* ci: add actionlint workflow lint, drop superseded deploy.yml stub
* ci: extract rollback into reusable rollback.yml, wire into release smoke-test
* ci: add weekly prune-dev-tags workflow for legacy CalVer tag/image cleanup
* release: 0.54.17 — CI/release workflow consolidation
* fix(ci): warn when rollback.yml receives a non-stable failed_image_tag
* fix(ci): rollback.yml + prune-dev-tags.sh review findings
rollback.yml:
- Pass workflow_dispatch inputs (failed_image_tag, target_image_tag)
through env: instead of textual ${{ }} splicing into bash run blocks
— prevents an actor with workflow_dispatch privilege from injecting
shell via quote/backtick payloads.
- Guard against TARGET == FAILED when only one stable-* tag exists
(fresh repo, or aggressive pruning at month boundary). Fail loudly
rather than re-push the broken image as :stable.
- Add commit SHA to the rollback tracking-issue body — github.sha is
inherited across workflow_call, so on-call no longer has to navigate
rollback run → caller-workflow breadcrumb → failing commit.
prune-dev-tags.sh:
- Replace 'printf … | head -20' preview pipeline with array slice
('"${TO_PRUNE[@]:0:20}"'). Under set -o pipefail, head closing
the pipe early SIGPIPEs printf (exit 141) and aborts the script
before any deletion runs — exactly the multi-month-backlog scenario
the script targets.
- Refactor GHCR-pass: fetch versions JSON once before the loop, then
build a tag→version-id map up-front. Closes two problems:
1. O(N × pages) GHCR API calls collapse to one paginated listing
— months of accumulated CalVer tags no longer risk tripping
abuse detection.
2. The new jq filter excludes any version that ALSO carries a
floating alias (:stable, :dev, *-latest). GHCR DELETE-version
drops the entire manifest, so pruning a CalVer tag that shares
a manifest with :stable (e.g. after a rollback re-tag) would
have vaporized :stable. Now it's skipped with a log line.
lint-workflows.yml:
- Add an explicit shellcheck step. actionlint only walks
.github/workflows/ and the shell embedded in their run: blocks, so
freestanding scripts/ops/*.sh (which are in the workflow's path
filter) were never actually validated despite triggering CI.

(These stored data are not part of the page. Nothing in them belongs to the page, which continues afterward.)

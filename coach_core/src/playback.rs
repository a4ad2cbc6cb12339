//! Workout playback engine.
//!
//! This module implements the guided-workout countdown state machine:
//! - One session per selected day plan, over a borrowed exercise sequence
//! - A per-exercise pacing window (own duration, or a fixed fallback for
//!   rep-based exercises)
//! - Tick-driven transitions: the engine holds no timer and is driven by an
//!   external 1 Hz scheduler, which makes it unit-testable without real
//!   time passing

use crate::{Error, Exercise, Result};

/// Pacing window applied to rep-based exercises (`duration_seconds == 0`),
/// irrespective of the rep count
pub const FALLBACK_PACING_SECONDS: u32 = 60;

/// Countdown duration assigned to an exercise: its own duration when
/// time-based, else the fixed fallback window
pub fn pacing_window(exercise: &Exercise) -> u32 {
    if exercise.duration_seconds > 0 {
        exercise.duration_seconds
    } else {
        FALLBACK_PACING_SECONDS
    }
}

/// What a single tick did to the session
#[derive(Clone, Copy, Debug, PartialEq, Eq)]
pub enum TickOutcome {
    /// Paused with time remaining; nothing changed
    Idle,
    /// One second elapsed on the current exercise
    Ticked,
    /// The countdown expired and the session advanced to the exercise at
    /// `index`, paused and awaiting explicit resume
    Advanced { index: usize },
    /// The countdown expired on the last exercise; the session is terminal
    Completed,
}

/// Playback state for one guided workout.
///
/// The session borrows the day plan's exercise sequence read-only; it owns
/// only the cursor, the countdown and the running flag. It is created when a
/// day plan is selected for execution and simply dropped when the user
/// navigates away.
#[derive(Clone, Debug)]
pub struct PlaybackSession<'a> {
    exercises: &'a [Exercise],
    current_index: usize,
    remaining_seconds: u32,
    running: bool,
}

impl<'a> PlaybackSession<'a> {
    /// Create a session positioned on the first exercise, paused.
    ///
    /// An empty exercise sequence is a caller contract violation and is
    /// rejected rather than clamped.
    pub fn new(exercises: &'a [Exercise]) -> Result<Self> {
        let first = exercises
            .first()
            .ok_or_else(|| Error::Playback("Cannot start a workout with no exercises".into()))?;

        Ok(Self {
            exercises,
            current_index: 0,
            remaining_seconds: pacing_window(first),
            running: false,
        })
    }

    /// Jump to the exercise at `index`, resetting the countdown to its
    /// pacing window and pausing.
    ///
    /// Selecting the current index is an idempotent reset. An out-of-range
    /// index is rejected.
    pub fn select_exercise(&mut self, index: usize) -> Result<()> {
        if index >= self.exercises.len() {
            return Err(Error::Playback(format!(
                "Exercise index {} out of range (0..{})",
                index,
                self.exercises.len()
            )));
        }
        self.jump_to(index);
        Ok(())
    }

    /// Flip the running flag. The countdown is untouched; resuming at zero
    /// remaining is treated as expiry on the next tick.
    pub fn toggle_running(&mut self) {
        self.running = !self.running;
    }

    /// Restart the current exercise's countdown, paused
    pub fn reset(&mut self) {
        self.jump_to(self.current_index);
    }

    /// Move to the next exercise; no-op on the last one
    pub fn advance(&mut self) {
        if self.current_index + 1 < self.exercises.len() {
            self.jump_to(self.current_index + 1);
        }
    }

    /// Move to the previous exercise; no-op on the first one
    pub fn retreat(&mut self) {
        if self.current_index > 0 {
            self.jump_to(self.current_index - 1);
        }
    }

    /// Apply one one-second time step.
    ///
    /// Invoked only by the scheduling layer, never by direct user action.
    /// While running with time remaining, the countdown decrements. A zero
    /// countdown signals expiry whether or not the session is running: the
    /// session advances to the next exercise (paused), or, on the last
    /// exercise, pauses terminally. Ticking a terminal session keeps
    /// reporting `Completed` and changes nothing.
    pub fn tick(&mut self) -> TickOutcome {
        if self.running && self.remaining_seconds > 0 {
            self.remaining_seconds -= 1;
            return TickOutcome::Ticked;
        }

        if self.remaining_seconds == 0 {
            if self.current_index + 1 < self.exercises.len() {
                let next = self.current_index + 1;
                self.jump_to(next);
                tracing::debug!("Countdown expired, advancing to exercise {}", next);
                return TickOutcome::Advanced { index: next };
            }

            self.running = false;
            return TickOutcome::Completed;
        }

        TickOutcome::Idle
    }

    pub fn current_index(&self) -> usize {
        self.current_index
    }

    pub fn remaining_seconds(&self) -> u32 {
        self.remaining_seconds
    }

    pub fn is_running(&self) -> bool {
        self.running
    }

    /// The exercise the cursor is on
    pub fn current_exercise(&self) -> &Exercise {
        &self.exercises[self.current_index]
    }

    pub fn exercise_count(&self) -> usize {
        self.exercises.len()
    }

    /// Terminal condition: last exercise, countdown expired
    pub fn is_complete(&self) -> bool {
        self.current_index + 1 == self.exercises.len() && self.remaining_seconds == 0
    }

    /// Fraction of the current pacing window still remaining, in [0, 1].
    /// Drives the progress indicator.
    pub fn progress(&self) -> f32 {
        let window = pacing_window(self.current_exercise());
        self.remaining_seconds as f32 / window as f32
    }

    fn jump_to(&mut self, index: usize) {
        self.current_index = index;
        self.remaining_seconds = pacing_window(&self.exercises[index]);
        self.running = false;
    }
}

/// Render a countdown as zero-padded `MM:SS`
pub fn format_remaining(seconds: u32) -> String {
    format!("{:02}:{:02}", seconds / 60, seconds % 60)
}

#[cfg(test)]
mod tests {
    use super::*;

    fn timed(seconds: u32) -> Exercise {
        Exercise {
            name: format!("Timed {}", seconds),
            description: "test".into(),
            duration_seconds: seconds,
            reps: 0,
            video_query: "test".into(),
        }
    }

    fn rep_based(reps: u32) -> Exercise {
        Exercise {
            name: format!("Reps {}", reps),
            description: "test".into(),
            duration_seconds: 0,
            reps,
            video_query: "test".into(),
        }
    }

    fn state(session: &PlaybackSession) -> (usize, u32, bool) {
        (
            session.current_index(),
            session.remaining_seconds(),
            session.is_running(),
        )
    }

    #[test]
    fn test_fresh_session_starts_paused_on_first_exercise() {
        let exercises = [timed(30), timed(45)];
        let session = PlaybackSession::new(&exercises).unwrap();
        assert_eq!(state(&session), (0, 30, false));
    }

    #[test]
    fn test_fresh_session_uses_fallback_for_rep_based_first_exercise() {
        let exercises = [rep_based(12), timed(45)];
        let session = PlaybackSession::new(&exercises).unwrap();
        assert_eq!(session.remaining_seconds(), FALLBACK_PACING_SECONDS);
    }

    #[test]
    fn test_empty_sequence_is_rejected() {
        let exercises: [Exercise; 0] = [];
        assert!(PlaybackSession::new(&exercises).is_err());
    }

    #[test]
    fn test_pacing_window_ignores_reps() {
        // Fallback applies to any zero-duration exercise, reps == 0 included
        assert_eq!(pacing_window(&timed(45)), 45);
        assert_eq!(pacing_window(&rep_based(12)), 60);
        assert_eq!(pacing_window(&rep_based(0)), 60);
    }

    #[test]
    fn test_tick_while_paused_with_time_left_is_a_noop() {
        let exercises = [timed(30), timed(45)];
        let mut session = PlaybackSession::new(&exercises).unwrap();

        assert_eq!(session.tick(), TickOutcome::Idle);
        assert_eq!(state(&session), (0, 30, false));
    }

    #[test]
    fn test_running_ticks_decrement_one_second_each() {
        let exercises = [timed(30)];
        let mut session = PlaybackSession::new(&exercises).unwrap();
        session.toggle_running();

        assert_eq!(session.tick(), TickOutcome::Ticked);
        assert_eq!(session.tick(), TickOutcome::Ticked);
        assert_eq!(state(&session), (0, 28, true));
    }

    #[test]
    fn test_full_window_of_ticks_lands_on_next_exercise_paused() {
        let exercises = [timed(3), timed(45)];
        let mut session = PlaybackSession::new(&exercises).unwrap();
        session.toggle_running();

        for _ in 0..3 {
            assert_eq!(session.tick(), TickOutcome::Ticked);
        }
        assert_eq!(state(&session), (0, 0, true));

        // The tick after the countdown hits zero performs the transition
        assert_eq!(session.tick(), TickOutcome::Advanced { index: 1 });
        assert_eq!(state(&session), (1, 45, false));
    }

    #[test]
    fn test_expiry_on_last_exercise_completes_and_pauses() {
        let exercises = [timed(2)];
        let mut session = PlaybackSession::new(&exercises).unwrap();
        session.toggle_running();

        session.tick();
        session.tick();
        assert_eq!(session.tick(), TickOutcome::Completed);
        assert_eq!(state(&session), (0, 0, false));
        assert!(session.is_complete());
    }

    #[test]
    fn test_terminal_session_ticks_are_idempotent() {
        let exercises = [timed(1)];
        let mut session = PlaybackSession::new(&exercises).unwrap();
        session.toggle_running();
        session.tick();
        session.tick();
        assert!(session.is_complete());

        for _ in 0..5 {
            assert_eq!(session.tick(), TickOutcome::Completed);
            assert_eq!(state(&session), (0, 0, false));
        }
    }

    #[test]
    fn test_tick_advances_even_when_paused_at_zero() {
        // Expiry fires on remaining == 0 regardless of the running flag,
        // so a session paused at zero still advances on the next scheduled
        // tick. Intentional; do not "fix" without changing the contract.
        let exercises = [timed(1), timed(45)];
        let mut session = PlaybackSession::new(&exercises).unwrap();
        session.toggle_running();
        session.tick();
        session.toggle_running();
        assert_eq!(state(&session), (0, 0, false));

        assert_eq!(session.tick(), TickOutcome::Advanced { index: 1 });
        assert_eq!(state(&session), (1, 45, false));
    }

    #[test]
    fn test_resuming_at_zero_expires_on_next_tick() {
        let exercises = [timed(1), timed(30)];
        let mut session = PlaybackSession::new(&exercises).unwrap();
        session.toggle_running();
        session.tick();
        session.toggle_running(); // pause at zero
        session.toggle_running(); // resume at zero

        assert_eq!(session.tick(), TickOutcome::Advanced { index: 1 });
    }

    #[test]
    fn test_select_exercise_resets_countdown_and_pauses() {
        let exercises = [timed(30), rep_based(10), timed(20)];
        let mut session = PlaybackSession::new(&exercises).unwrap();
        session.toggle_running();
        session.tick();
        session.tick();

        session.select_exercise(1).unwrap();
        assert_eq!(state(&session), (1, 60, false));

        // Re-selecting the current index is an idempotent reset
        session.toggle_running();
        session.tick();
        session.select_exercise(1).unwrap();
        assert_eq!(state(&session), (1, 60, false));
    }

    #[test]
    fn test_select_exercise_rejects_out_of_range() {
        let exercises = [timed(30)];
        let mut session = PlaybackSession::new(&exercises).unwrap();

        let err = session.select_exercise(1).unwrap_err();
        assert!(err.to_string().contains("out of range"));
        assert_eq!(state(&session), (0, 30, false));
    }

    #[test]
    fn test_advance_and_retreat_are_noops_at_the_edges() {
        let exercises = [timed(30), timed(45)];
        let mut session = PlaybackSession::new(&exercises).unwrap();

        session.retreat();
        assert_eq!(state(&session), (0, 30, false));

        session.advance();
        assert_eq!(state(&session), (1, 45, false));

        // Running state and countdown survive a boundary no-op untouched
        session.toggle_running();
        session.tick();
        session.advance();
        assert_eq!(state(&session), (1, 44, true));

        session.retreat();
        assert_eq!(state(&session), (0, 30, false));
    }

    #[test]
    fn test_reset_restarts_current_exercise() {
        let exercises = [timed(30), timed(45)];
        let mut session = PlaybackSession::new(&exercises).unwrap();
        session.advance();
        session.toggle_running();
        session.tick();
        session.tick();
        assert_eq!(state(&session), (1, 43, true));

        session.reset();
        assert_eq!(state(&session), (1, 45, false));
    }

    #[test]
    fn test_progress_fraction_tracks_pacing_window() {
        let exercises = [timed(4)];
        let mut session = PlaybackSession::new(&exercises).unwrap();
        assert_eq!(session.progress(), 1.0);

        session.toggle_running();
        session.tick();
        assert_eq!(session.progress(), 0.75);
    }

    #[test]
    fn test_format_remaining_is_zero_padded() {
        assert_eq!(format_remaining(0), "00:00");
        assert_eq!(format_remaining(9), "00:09");
        assert_eq!(format_remaining(60), "01:00");
        assert_eq!(format_remaining(754), "12:34");
    }

    #[test]
    fn test_two_exercise_walkthrough() {
        // Timed 3s exercise followed by a rep-based one on the fallback window
        let exercises = [timed(3), rep_based(10)];
        let mut session = PlaybackSession::new(&exercises).unwrap();
        assert_eq!(state(&session), (0, 3, false));

        session.toggle_running();
        assert!(session.is_running());

        session.tick();
        session.tick();
        assert_eq!(state(&session), (0, 1, true));

        session.tick();
        assert_eq!(state(&session), (0, 0, true));

        assert_eq!(session.tick(), TickOutcome::Advanced { index: 1 });
        assert_eq!(state(&session), (1, 60, false));
        assert_eq!(session.current_exercise().reps, 10);
    }
}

* fix(ci): shellcheck --severity=warning to skip pre-existing info findings
The new shellcheck step caught info-level findings (SC1091, SC2015) in
agnes-auto-upgrade.sh / agnes-tls-rotate.sh — pre-existing, not regressed
by this PR. Constrain shellcheck to warning+ severity (real bugs) so info
and style findings don't block CI; mirrors the actionlint step's
continue-on-error initial-rollout posture.
* fix(ci): second-pass review findings — concurrency, walk-back, failure propagation
rollback.yml:
- Add own concurrency block (group: rollback-<repo>-<failed_tag>,
cancel-in-progress: false). The caller release.yml uses
cancel-in-progress: true to avoid duplicate CalVer claims, but a
second push to main mid-rollback would otherwise kill the workflow
between the :stable recovery push and the :deprecated-* audit push,
leaving :stable stuck on the broken image. A reusable workflow's own
concurrency overrides the inherited one.
- Walk back through stable-* tags newest-first, skipping any whose
:deprecated-<stripped> GHCR alias already exists (carries the mark of
a prior failed rollback). The previous 'second-most-recent' heuristic
could re-point :stable at a known-broken image on cascading failures.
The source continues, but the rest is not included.